WHAT YOU ARE ASKED TO DO:
Two lines mark the range in the entries below: the one holding "pub fn f32le_from_bytes(bytes: &[u8])" and the one holding "#[cfg(test)]". Set down those two and all lines between them, exactly.

DATA PROVIDED:

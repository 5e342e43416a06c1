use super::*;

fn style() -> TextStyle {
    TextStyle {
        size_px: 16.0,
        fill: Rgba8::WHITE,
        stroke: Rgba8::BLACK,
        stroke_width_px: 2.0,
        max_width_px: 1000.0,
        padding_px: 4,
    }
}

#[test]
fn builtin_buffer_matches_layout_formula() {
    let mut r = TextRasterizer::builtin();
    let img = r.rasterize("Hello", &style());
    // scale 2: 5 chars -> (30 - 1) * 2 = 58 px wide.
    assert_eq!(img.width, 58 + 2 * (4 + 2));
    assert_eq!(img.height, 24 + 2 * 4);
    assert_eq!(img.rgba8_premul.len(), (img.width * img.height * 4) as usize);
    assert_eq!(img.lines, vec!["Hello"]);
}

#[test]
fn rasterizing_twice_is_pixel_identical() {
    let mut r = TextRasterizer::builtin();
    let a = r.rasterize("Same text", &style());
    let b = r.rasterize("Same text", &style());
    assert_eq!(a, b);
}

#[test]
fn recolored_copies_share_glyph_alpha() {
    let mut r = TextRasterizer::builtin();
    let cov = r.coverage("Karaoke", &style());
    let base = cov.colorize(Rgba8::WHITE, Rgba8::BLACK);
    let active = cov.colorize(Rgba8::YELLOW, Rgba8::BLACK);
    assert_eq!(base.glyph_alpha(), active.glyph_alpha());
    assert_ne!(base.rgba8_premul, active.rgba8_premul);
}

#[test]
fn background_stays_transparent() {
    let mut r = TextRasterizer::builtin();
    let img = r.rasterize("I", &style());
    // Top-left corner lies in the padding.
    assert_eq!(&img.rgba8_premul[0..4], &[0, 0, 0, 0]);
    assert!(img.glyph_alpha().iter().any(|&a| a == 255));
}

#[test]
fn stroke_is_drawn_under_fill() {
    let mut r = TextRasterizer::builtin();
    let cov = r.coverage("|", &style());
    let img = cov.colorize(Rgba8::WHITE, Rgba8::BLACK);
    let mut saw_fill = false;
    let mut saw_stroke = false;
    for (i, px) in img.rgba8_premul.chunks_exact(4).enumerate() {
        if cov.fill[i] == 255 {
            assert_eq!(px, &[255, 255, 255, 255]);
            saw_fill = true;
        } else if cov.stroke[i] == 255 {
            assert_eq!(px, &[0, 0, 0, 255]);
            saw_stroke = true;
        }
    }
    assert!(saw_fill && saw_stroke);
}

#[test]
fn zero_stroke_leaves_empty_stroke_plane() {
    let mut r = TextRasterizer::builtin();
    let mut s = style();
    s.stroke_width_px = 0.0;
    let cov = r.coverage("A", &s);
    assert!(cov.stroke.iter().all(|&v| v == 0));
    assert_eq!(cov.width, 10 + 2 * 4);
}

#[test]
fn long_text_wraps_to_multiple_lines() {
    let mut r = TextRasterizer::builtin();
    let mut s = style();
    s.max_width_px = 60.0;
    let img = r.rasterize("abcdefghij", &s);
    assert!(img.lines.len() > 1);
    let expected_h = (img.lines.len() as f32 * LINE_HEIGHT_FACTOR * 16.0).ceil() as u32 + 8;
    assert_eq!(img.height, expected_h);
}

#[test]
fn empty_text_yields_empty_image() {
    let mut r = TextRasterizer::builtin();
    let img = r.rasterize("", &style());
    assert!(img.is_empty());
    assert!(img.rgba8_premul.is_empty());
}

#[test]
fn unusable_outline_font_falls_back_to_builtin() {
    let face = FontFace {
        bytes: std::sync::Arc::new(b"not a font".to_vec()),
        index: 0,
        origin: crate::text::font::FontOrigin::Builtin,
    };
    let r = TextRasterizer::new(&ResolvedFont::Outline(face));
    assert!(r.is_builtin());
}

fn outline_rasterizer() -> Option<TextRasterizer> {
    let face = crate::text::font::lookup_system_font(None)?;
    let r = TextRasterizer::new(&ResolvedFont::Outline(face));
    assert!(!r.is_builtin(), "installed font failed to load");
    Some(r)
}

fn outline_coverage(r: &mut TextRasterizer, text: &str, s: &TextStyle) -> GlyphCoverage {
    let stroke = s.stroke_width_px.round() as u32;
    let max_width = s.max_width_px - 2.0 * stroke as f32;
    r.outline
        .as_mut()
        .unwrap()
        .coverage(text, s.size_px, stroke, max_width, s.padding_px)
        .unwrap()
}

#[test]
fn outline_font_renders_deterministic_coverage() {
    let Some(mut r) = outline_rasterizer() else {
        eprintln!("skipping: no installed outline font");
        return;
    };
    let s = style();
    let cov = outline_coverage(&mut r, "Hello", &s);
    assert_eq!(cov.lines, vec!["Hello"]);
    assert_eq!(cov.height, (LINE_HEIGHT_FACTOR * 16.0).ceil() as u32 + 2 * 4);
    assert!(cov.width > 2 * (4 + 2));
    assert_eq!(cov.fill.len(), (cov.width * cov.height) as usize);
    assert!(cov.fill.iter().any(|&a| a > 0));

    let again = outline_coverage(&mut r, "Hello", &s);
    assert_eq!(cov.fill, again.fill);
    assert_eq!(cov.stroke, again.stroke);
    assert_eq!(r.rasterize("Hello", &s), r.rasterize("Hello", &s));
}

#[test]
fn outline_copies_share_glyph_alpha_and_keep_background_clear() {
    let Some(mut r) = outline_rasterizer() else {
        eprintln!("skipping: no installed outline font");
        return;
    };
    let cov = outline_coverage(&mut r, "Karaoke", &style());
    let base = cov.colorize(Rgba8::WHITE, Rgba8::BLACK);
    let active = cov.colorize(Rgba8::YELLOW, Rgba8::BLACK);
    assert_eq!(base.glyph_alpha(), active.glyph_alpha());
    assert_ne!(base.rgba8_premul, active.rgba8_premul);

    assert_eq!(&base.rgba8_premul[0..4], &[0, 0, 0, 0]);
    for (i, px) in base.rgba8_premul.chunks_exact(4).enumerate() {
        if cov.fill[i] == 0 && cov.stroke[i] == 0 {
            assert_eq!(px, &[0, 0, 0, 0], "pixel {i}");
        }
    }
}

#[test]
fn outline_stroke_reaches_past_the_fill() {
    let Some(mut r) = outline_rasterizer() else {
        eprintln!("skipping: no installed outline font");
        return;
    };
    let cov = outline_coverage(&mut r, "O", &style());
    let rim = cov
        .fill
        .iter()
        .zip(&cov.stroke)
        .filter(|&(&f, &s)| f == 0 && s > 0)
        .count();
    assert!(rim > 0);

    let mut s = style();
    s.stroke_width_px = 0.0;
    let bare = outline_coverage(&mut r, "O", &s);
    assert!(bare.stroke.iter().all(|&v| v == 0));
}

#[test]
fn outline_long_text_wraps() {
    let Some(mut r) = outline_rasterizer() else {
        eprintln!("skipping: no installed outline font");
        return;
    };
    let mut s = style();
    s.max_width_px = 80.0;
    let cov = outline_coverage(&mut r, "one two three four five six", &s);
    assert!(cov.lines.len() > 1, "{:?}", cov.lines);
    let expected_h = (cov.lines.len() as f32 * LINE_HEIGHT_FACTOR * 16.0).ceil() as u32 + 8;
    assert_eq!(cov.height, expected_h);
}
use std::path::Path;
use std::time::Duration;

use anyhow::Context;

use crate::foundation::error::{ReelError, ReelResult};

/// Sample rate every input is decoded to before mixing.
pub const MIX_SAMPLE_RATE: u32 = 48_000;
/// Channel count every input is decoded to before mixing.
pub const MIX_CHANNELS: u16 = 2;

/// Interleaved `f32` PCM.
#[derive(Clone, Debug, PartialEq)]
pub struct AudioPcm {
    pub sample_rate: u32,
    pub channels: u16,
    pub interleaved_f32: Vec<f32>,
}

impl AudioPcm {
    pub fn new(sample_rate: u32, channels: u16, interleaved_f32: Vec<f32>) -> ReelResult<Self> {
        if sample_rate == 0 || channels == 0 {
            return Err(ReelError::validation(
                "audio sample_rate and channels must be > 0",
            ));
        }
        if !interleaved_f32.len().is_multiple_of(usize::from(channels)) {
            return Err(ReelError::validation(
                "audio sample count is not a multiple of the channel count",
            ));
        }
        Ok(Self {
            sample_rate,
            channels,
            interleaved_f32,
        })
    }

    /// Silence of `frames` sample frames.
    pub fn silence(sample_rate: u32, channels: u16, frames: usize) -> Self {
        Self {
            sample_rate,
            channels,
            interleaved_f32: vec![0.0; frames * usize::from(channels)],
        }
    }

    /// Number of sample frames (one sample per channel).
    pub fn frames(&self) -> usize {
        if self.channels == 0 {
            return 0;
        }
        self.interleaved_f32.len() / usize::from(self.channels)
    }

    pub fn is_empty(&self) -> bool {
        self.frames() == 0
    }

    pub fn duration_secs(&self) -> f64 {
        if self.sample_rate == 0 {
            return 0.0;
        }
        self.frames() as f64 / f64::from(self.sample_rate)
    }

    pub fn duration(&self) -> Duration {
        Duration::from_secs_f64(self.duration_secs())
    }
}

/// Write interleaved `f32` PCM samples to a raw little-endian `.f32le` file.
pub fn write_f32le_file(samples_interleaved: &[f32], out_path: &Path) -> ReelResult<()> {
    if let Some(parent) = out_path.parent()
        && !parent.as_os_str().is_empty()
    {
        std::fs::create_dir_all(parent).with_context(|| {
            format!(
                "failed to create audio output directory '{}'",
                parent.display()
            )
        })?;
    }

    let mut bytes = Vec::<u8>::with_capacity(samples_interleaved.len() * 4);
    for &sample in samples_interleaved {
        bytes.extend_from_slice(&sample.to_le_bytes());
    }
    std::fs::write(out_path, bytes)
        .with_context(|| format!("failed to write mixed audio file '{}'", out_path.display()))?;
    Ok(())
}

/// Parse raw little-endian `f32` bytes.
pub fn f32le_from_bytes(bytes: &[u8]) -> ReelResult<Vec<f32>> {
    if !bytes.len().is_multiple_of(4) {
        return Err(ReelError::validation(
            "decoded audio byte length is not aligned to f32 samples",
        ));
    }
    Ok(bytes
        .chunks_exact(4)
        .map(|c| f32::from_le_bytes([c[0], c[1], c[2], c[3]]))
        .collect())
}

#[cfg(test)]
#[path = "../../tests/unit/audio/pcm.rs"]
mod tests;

PROBLEM SOLUTION:
pub fn f32le_from_bytes(bytes: &[u8]) -> ReelResult<Vec<f32>> {
    if !bytes.len().is_multiple_of(4) {
        return Err(ReelError::validation(
            "decoded audio byte length is not aligned to f32 samples",
        ));
    }
    Ok(bytes
        .chunks_exact(4)
        .map(|c| f32::from_le_bytes([c[0], c[1], c[2], c[3]]))
        .collect())
}

#[cfg(test)]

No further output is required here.